REQUIRED EXPERIENCE:
• Minimum of 2 years’ experience working in production/manufacturing as an operator or equipment maintenance technician with manufacturing equipment or an associate degree required. Experience in a chemical or pharmaceutical manufacturing is preferred.
• Strong mechanical aptitude.
• Experience working with Standard Operating Procedures (SOPs).
Equivalent combinations of education, training, and relevant work experience may be considered based on the above requirements.
Competencies:
• Good knowledge and understanding of basic equipment. Good problem-solving skills and logical approach to solving problems. Demonstrable interpersonal and communication skills to foster the team environment. Ability to read and interpret technical procedures and governmental regulations. Ability to apply basic mathematical principles.
• Strong attention to detail and drives to accomplish the job timely, accurately and safely the first time is required, as well as the ability to work closely and effectively in a team environment. This position will generally require the ability to work a 12-hour rotating shift in a 24-hour, 7 day per week operation to include evenings and holidays. Ability to apply knowledge of Good Manufacturing processes and the knowledge and skills in pharmaceutical processes, equipment, instrumentation, and procedures.
PHYSICAL REQUIREMENTS:
Employee is regularly required to stand; use hands to finger, handle, or feel; reach with hands and arms; sit and to talk or hear. The employee is required to walk and stoop, or kneel, crouch approximately 80% of the time. The employee is required to ascend/ descend stairs approximately 20% of the time, lift a maximum of 50 lbs., and sit for a maximum of 4 hours. Specific vision abilities required by this job include close vision and ability to adjust focus
HARD REQUIREMENTS:
• Must be able to work rotating 12 hour shifts with 7 day per week availability and work approved overtime as needed.
EDUCATION:
Accredited High school diploma or equivalent.
WORK HOURS:
Full-Time
Employment will be contingent on clearing a drug screen and background check. Both must clear prior to start date.
- Contact
-
Tyler Harrell
tharrell@chiptonross.com
CHIPTON-ROSS, INC.
420 Culver Boulevard
Playa Del Rey, CA 90293
Phone: (310) 414-7800 x307 or (800) 927-9318 x307
Candidates responding to this posting must currently possess the eligibility to work in the United States. No third parties please.

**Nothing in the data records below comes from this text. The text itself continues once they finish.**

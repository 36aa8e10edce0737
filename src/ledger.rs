//! Glue between the store and the pure replay/statistics code.

use anyhow::Result;
use chrono::{Months, NaiveDate};
use rust_decimal::Decimal;

use crate::db::{Database, RecordFilter};
use crate::models::{Balance, BankAccount, Category, CurrencyRates, Flow, Transfer};
use crate::replay::{self, History};
use crate::stats;

/// Everything the dashboard and stats screens need, read in one go.
#[derive(Debug, Clone, Default)]
pub(crate) struct Snapshot {
    pub(crate) accounts: Vec<BankAccount>,
    pub(crate) categories: Vec<Category>,
    pub(crate) flows: Vec<Flow>,
    pub(crate) transfers: Vec<Transfer>,
    pub(crate) rates: CurrencyRates,
    pub(crate) balances: Vec<Balance>,
}

impl Snapshot {
    pub(crate) fn load(db: &Database) -> Result<Self> {
        let accounts = db.get_accounts()?;
        let flows = db.get_flows(&RecordFilter::default())?;
        let transfers = db.get_transfers(&RecordFilter::default())?;
        let balances = replay::settle(&accounts, &flows, &transfers)?;
        Ok(Self {
            categories: db.get_categories()?,
            rates: db.load_rates()?,
            accounts,
            flows,
            transfers,
            balances,
        })
    }

    pub(crate) fn account_ids(&self) -> Vec<i64> {
        self.accounts.iter().filter_map(|a| a.id).collect()
    }
}

/// Headline numbers of the dashboard, in the reference currency.
#[derive(Debug, Clone, PartialEq)]
pub(crate) struct Summary {
    pub(crate) total: Decimal,
    pub(crate) change_1m: Decimal,
    pub(crate) change_6m: Decimal,
}

pub(crate) fn summarize(snapshot: &Snapshot, today: NaiveDate) -> Result<Summary> {
    let since = |months: u32| today.checked_sub_months(Months::new(months)).unwrap_or(today);
    let change = |months: u32| {
        stats::net_change_since(
            &snapshot.flows,
            &snapshot.transfers,
            &snapshot.accounts,
            &snapshot.rates,
            since(months),
        )
    };
    Ok(Summary {
        total: stats::total_in_reference(
            &snapshot.balances,
            &snapshot.rates,
            &snapshot.account_ids(),
        )?,
        change_1m: change(1)?,
        change_6m: change(6)?,
    })
}

/// Load what the replay needs for `[first_day, last_day]` and run it.
pub(crate) fn load_history(
    db: &Database,
    first_day: NaiveDate,
    last_day: NaiveDate,
    selected: &[i64],
) -> Result<History> {
    let opening = db.opening_balances(first_day)?;
    let range = RecordFilter::between(first_day, last_day);
    let flows = db.get_flows(&range)?;
    let transfers = db.get_transfers(&range)?;
    let rates = db.load_rates()?;
    Ok(replay::replay(
        &opening, &flows, &transfers, &rates, first_day, last_day, selected,
    )?)
}

/// Write a replay to CSV: one row per day, one column per account plus the
/// reference total. Returns the number of days written.
pub(crate) fn export_history_csv(
    history: &History,
    accounts: &[BankAccount],
    path: &str,
) -> Result<usize> {
    use anyhow::Context;

    let ids: Vec<i64> = history
        .last_day()
        .map(|s| s.balances.keys().copied().collect())
        .unwrap_or_default();

    let mut wtr =
        csv::Writer::from_path(path).with_context(|| format!("Failed to create {path}"))?;
    let mut header = vec!["date".to_string()];
    for id in &ids {
        header.push(
            BankAccount::find_by_id(accounts, *id)
                .map(|a| a.to_string())
                .unwrap_or_else(|| "?".into()),
        );
    }
    header.push(format!("total_{}", crate::models::REFERENCE_CURRENCY));
    header.push("delta".into());
    wtr.write_record(&header)?;

    let mut count = 0;
    for day in history.days() {
        let mut record = vec![crate::models::format_day(day.date)];
        for id in &ids {
            record.push(
                day.balances
                    .get(id)
                    .map(|b| format!("{b:.2}"))
                    .unwrap_or_default(),
            );
        }
        record.push(format!("{:.2}", day.total));
        record.push(format!("{:.2}", day.delta));
        wtr.write_record(&record)?;
        count += 1;
    }
    wtr.flush()?;
    Ok(count)
}

#[cfg(test)]
mod tests {
    #![allow(clippy::unwrap_used)]

    use super::*;
    use rust_decimal_macros::dec;

    fn d(s: &str) -> NaiveDate {
        NaiveDate::parse_from_str(s, "%Y-%m-%d").unwrap()
    }

    fn setup(db: &mut Database) -> (i64, i64) {
        let a = db
            .insert_account(&BankAccount::new("A".into(), "EUR", dec!(100), d("2024-01-01")))
            .unwrap();
        let b = db
            .insert_account(&BankAccount::new("B".into(), "USD", dec!(50), d("2024-01-01")))
            .unwrap();
        let food = db.find_category("Food").unwrap().unwrap().id.unwrap();
        db.insert_flow(&Flow::new("Before".into(), dec!(-10), food, a, d("2024-01-05")))
            .unwrap();
        db.insert_flow(&Flow::new("Inside".into(), dec!(-20), food, a, d("2024-01-11")))
            .unwrap();
        db.insert_flow(&Flow::new("Lunch".into(), dec!(-5), food, b, d("2024-01-12")))
            .unwrap();
        db.save_rates(&CurrencyRates::new().with_rate("USD", dec!(1.25)))
            .unwrap();
        (a, b)
    }

    #[test]
    fn test_load_history_starts_from_opening_balances() {
        let mut db = Database::open_in_memory().unwrap();
        let (a, b) = setup(&mut db);
        let history = load_history(&db, d("2024-01-10"), d("2024-01-12"), &[a, b]).unwrap();

        let first = history.day(d("2024-01-10")).unwrap();
        assert_eq!(first.balances[&a], dec!(90));
        // 90 + 50 / 1.25
        assert_eq!(first.total, dec!(130));

        let last = history.last_day().unwrap();
        assert_eq!(last.balances[&a], dec!(70));
        assert_eq!(last.balances[&b], dec!(45));
        assert_eq!(last.delta, dec!(-4));
    }

    #[test]
    fn test_load_history_missing_rate() {
        let mut db = Database::open_in_memory().unwrap();
        let (a, _) = setup(&mut db);
        let chf = db
            .insert_account(&BankAccount::new("C".into(), "CHF", dec!(1), d("2024-01-01")))
            .unwrap();
        let err = load_history(&db, d("2024-01-10"), d("2024-01-12"), &[a, chf]).unwrap_err();
        assert!(err.to_string().contains("CHF"));
    }

    #[test]
    fn test_summarize() {
        let mut db = Database::open_in_memory().unwrap();
        setup(&mut db);
        let snapshot = Snapshot::load(&db).unwrap();
        let summary = summarize(&snapshot, d("2024-02-08")).unwrap();
        // 70 EUR + 45 USD / 1.25
        assert_eq!(summary.total, dec!(106));
        // since 2024-01-08: -20 - 5 / 1.25
        assert_eq!(summary.change_1m, dec!(-24));
        assert_eq!(summary.change_6m, dec!(-34));
    }

    #[test]
    fn test_export_history_csv() {
        let mut db = Database::open_in_memory().unwrap();
        let (a, b) = setup(&mut db);
        let history = load_history(&db, d("2024-01-10"), d("2024-01-12"), &[a, b]).unwrap();
        let dir = tempfile::tempdir().unwrap();
        let path = dir.path().join("history.csv");
        let accounts = db.get_accounts().unwrap();

        let count = export_history_csv(&history, &accounts, path.to_str().unwrap()).unwrap();
        assert_eq!(count, 3);
        let content = std::fs::read_to_string(&path).unwrap();
        let lines: Vec<&str> = content.lines().collect();
        assert_eq!(lines[0], "date,A (EUR),B (USD),total_EUR,delta");
        assert_eq!(lines[3], "2024-01-12,70.00,45.00,106.00,-4.00");
    }
}
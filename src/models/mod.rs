mod account;
mod category;
mod currency;
mod day;
mod flow;
mod movement;
mod transfer;

pub use account::{Balance, BankAccount};
pub use category::Category;
pub use currency::{is_currency_code, is_usable_rate, CurrencyRates, MIN_RATE, REFERENCE_CURRENCY};
pub use day::{format_day, parse_day, DAY_FORMAT};
pub use flow::{Flow, FlowPatch};
pub use movement::Movement;
pub use transfer::Transfer;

Employment will be contingent on candidate clearing pre-employment drug screen and background check.
Chipton-Ross provides equal employment opportunities to all employees and applicants for employment without regard to race, color, creed, religion, national origin, sex (including pregnancy), age, disability, sexual orientation, gender identity and/or expression, protected veteran status, genetic information, or any other characteristic protected by Federal, State or local law. This policy governs all areas of employment at Chipton-Ross, including recruiting, hiring, training, assignment, promotions, compensation, benefits, discipline, and terminations.